Data:
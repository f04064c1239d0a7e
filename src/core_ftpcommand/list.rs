use crate::constants::SERVER_NAME;
use crate::core_transfer::listing::{self, ListingKind};
use crate::helpers::{send_reply, ControlWriter};
use crate::server::ServerState;
use crate::session::Session;
use std::sync::Arc;
use tokio::sync::Mutex;

/// Handles the LIST FTP command: long listing of every stored object.
///
/// # Arguments
///
/// * `writer` - The control connection to reply on.
/// * `state` - Shared server state holding the object store.
/// * `session` - The session owning the data connection.
/// * `arg` - Listing flags (`-a`, `-d`, `-F`, `-l`); anything else is ignored.
///
/// # Returns
///
/// Result<(), std::io::Error> indicating the success or failure of the operation.
pub async fn handle_list_command(
    writer: ControlWriter,
    state: Arc<ServerState>,
    session: Arc<Mutex<Session>>,
    arg: String,
) -> Result<(), std::io::Error> {
    let mut session = session.lock().await;
    listing::list(&writer, &state, &mut session, ListingKind::List, &arg).await
}

/// Handles the NLST FTP command: names only, unless `-l` is given.
pub async fn handle_nlst_command(
    writer: ControlWriter,
    state: Arc<ServerState>,
    session: Arc<Mutex<Session>>,
    arg: String,
) -> Result<(), std::io::Error> {
    let mut session = session.lock().await;
    listing::list(&writer, &state, &mut session, ListingKind::Nlst, &arg).await
}

/// Handles the STAT FTP command. Without arguments it reports the server
/// status, otherwise it behaves like LIST framed by 213 replies.
pub async fn handle_stat_command(
    writer: ControlWriter,
    state: Arc<ServerState>,
    session: Arc<Mutex<Session>>,
    arg: String,
) -> Result<(), std::io::Error> {
    if arg.is_empty() {
        return send_reply(&writer, &format!("211 {} FTP server status: OK", SERVER_NAME)).await;
    }
    let mut session = session.lock().await;
    listing::list(&writer, &state, &mut session, ListingKind::Stat, &arg).await
}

What you will do: Go line by line through the data above and report each one that holds the string "status".

Result of the task:
/// status, otherwise it behaves like LIST framed by 213 replies.
        return send_reply(&writer, &format!("211 {} FTP server status: OK", SERVER_NAME)).await;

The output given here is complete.